Storage that’s both fast and roomy? It’s on the way

Intel and Micron will ship flash-memory chips this year with 256 gigabit and 384 gigabit capacity. A tiny 16-chip package could hold 768GB.
Intel and Micron will ship flash-memory chips this year with 256-gigabit and 384-gigabit capacity. A tiny 16-chip package could hold 768GB.
Intel

Intel, Micron and Toshiba want to give you the best of both worlds when it comes to flash memory, the storage technology used in smartphones, tablets and higher-end laptops.

Today, smartphones and tablets often don’t have enough room for all your apps, photos, videos and music. And laptop buyers have to decide between hard drives, which are cheap and roomy, but slow, and flash-based solid-state drives (SSDs) that are fast but expensive.

A partnership between Micron and Intel, though, is now beginning to yield flash chips with triple the capacity of the top alternative from Samsung. And Toshiba announced a competing chip that matches Samsung’s capacity, a competitive move that should help maintain pricing pressure.

The new chips could mean a 3.5TB flash drive for PCs that’s the size of a stick of gum, Intel said. Today’s top-end laptops with 1TB SSDs are very expensive options, but more affordable chips could help fast flash memory displace hard drives in lower-end PCs.

Both of the new chip designs — as well as Samsung’s chips introduced last year — take a similar approach called 3D stacking to provide more bits. In essence, the idea is to emulate Manhattan’s skyscrapers rather than the sprawl of Los Angeles.

“3D is going to be one of the ways to go to keep Moore’s Law going,” said Michael Jackson, an associate professor of microelectronic engineering at the Rochester Institute of Technology, referring to Intel co-founder Gordon Moore’s observation on steady advances in processor capabilities.

This Toshiba schematic illustrates how multiple layers of flash memory are stacked into a single high-density product.This Toshiba schematic illustrates how multiple layers of flash memory are stacked into a single high-density product.
This Toshiba schematic illustrates how multiple layers of flash memory are stacked into a single high-density product.
Toshiba

As with skyscraper apartment buildings, the number of cells you can put in a given area still matters. And so does the number of occupants you can put in each cell. The Intel-Micron approach offers two options for this latter characteristic: two bits per cell initially for chips that store 256Gb total and, later, three bits for 384Gb chips. Toshiba stores two bits per cell for its 128Gb chips, but three-bit technology is “essential” and in development, the company said.
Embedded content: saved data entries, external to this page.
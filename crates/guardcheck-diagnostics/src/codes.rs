// SPDX-License-Identifier: (MIT OR Apache-2.0)
//! Diagnostic code registry.
//!
//! Maps codes (E0001, guarded-by/invalid, etc.) to titles and categories.
//! Used for JSON output and `guardcheck explain`-style listings.

use std::collections::HashMap;

/// Registry of all known diagnostic codes.
pub struct ErrorCodeRegistry {
    codes: HashMap<&'static str, ErrorCodeInfo>,
}

/// Information about a single code.
pub struct ErrorCodeInfo {
    pub code: &'static str,
    pub title: &'static str,
    pub category: ErrorCategory,
}

/// Category for grouping.
#[derive(Debug, Clone, Copy, PartialEq, Eq)]
pub enum ErrorCategory {
    Syntax,
    Resolution,
    Locking,
}

impl std::fmt::Display for ErrorCategory {
    fn fmt(&self, f: &mut std::fmt::Formatter<'_>) -> std::fmt::Result {
        match self {
            ErrorCategory::Syntax => write!(f, "Syntax"),
            ErrorCategory::Resolution => write!(f, "Resolution"),
            ErrorCategory::Locking => write!(f, "Locking"),
        }
    }
}

macro_rules! register_codes {
    ($($code:literal => ($title:literal, $cat:expr)),* $(,)?) => {{
        let mut map = HashMap::new();
        $(
            map.insert($code, ErrorCodeInfo {
                code: $code,
                title: $title,
                category: $cat,
            });
        )*
        map
    }};
}

impl Default for ErrorCodeRegistry {
    fn default() -> Self {
        use ErrorCategory::*;

        Self {
            codes: register_codes! {
                // Lexer errors (E00xx)
                "E0001" => ("invalid token", Syntax),

                // Parser errors (E01xx)
                "E0100" => ("unexpected token", Syntax),

                // Resolver errors (E02xx)
                "E0201" => ("duplicate class", Resolution),
                "E0202" => ("duplicate field", Resolution),
                "E0203" => ("cyclic inheritance", Resolution),

                // Lock discipline rules
                "guarded-by/unguarded-access" => ("guarded member accessed without its lock", Locking),
                "guarded-by/invalid" => ("guard expression does not name a lock", Locking),
            },
        }
    }
}

impl ErrorCodeRegistry {
    pub fn get(&self, code: &str) -> Option<&ErrorCodeInfo> {
        self.codes.get(code)
    }

    pub fn all(&self) -> impl Iterator<Item = &ErrorCodeInfo> {
        self.codes.values()
    }
}

#[cfg(test)]
mod tests {
    use super::*;

    #[test]
    fn rule_ids_are_registered() {
        let registry = ErrorCodeRegistry::default();
        let info = registry.get("guarded-by/invalid").unwrap();
        assert_eq!(info.category, ErrorCategory::Locking);
        assert_eq!(registry.get("E0203").unwrap().title, "cyclic inheritance");
        assert!(registry.get("E9999").is_none());
        assert_eq!(registry.all().count(), 7);
    }
}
Many of the gains made by flash memory have come by spreading more and more memory cells onto a two-dimensional chip surface. The Intel-Micron approach matches Samsung’s with 32 layers of flash memory, and Toshiba goes a little farther with 48 layers. The companies are delivering the first samples today; Intel, Micron and Toshiba all expect to ship final products later this year.

Flash memory is a big and growing market, with spending expected to reach $27.4 billion this year then grow by 6.5 percent to $29.2 billion in 2016, according to IHS analyst Michael Yang. But it’s also a tough market in which the cost per gigabyte erodes rapidly.

“To stay competitive, suppliers must invest large sums of capital — more than $4 billion per fab [manufacturing plant] — in order to reduce cost and develop products,” Yang said.

With flash memory, several chips are mounted into a single package for use in products like SSDs, and SD cards for cameras and phones. Intel wouldn’t disclose the size of each memory chip, but it said a 16-chip, 768GB package is the size of a fingertip.

By comparison, today’s top-end smartphones come with only 128GB. And Apple’s new MacBook comes with two SSD options, 256GB and 512GB. The price difference is $400, though the higher price also covers a slightly faster processor. For a high-end Dell M3800 laptop, upgrading the SSD from 256GB to 512GB costs $434, and going up to 1TB costs $735. No wonder Intel, Micron and Toshiba are eager for a better showing in the market.

And they could all use a better showing.

Intel and Micron banded together to take on flash powerhouses like top-ranked Samsung, which held 28 percent of the flash-memory market in the fourth quarter of 2014, according to Statista. Micron has 14 percent and Intel has 8 percent. Toshiba is doing better with 22 percent, but its share has been slipping.

Flash has been a major success in the computing industry, but there are other contenders waiting in the wings. IBM is among those working on an alternative called phase change memory (PCM), and a startup called Crossbar hopes for 1TB storage chips with its approach, called resistive RAM (RRAM).

Updated at 2:04 a.m. PT March 27 with details from Toshiba and comment from IHS.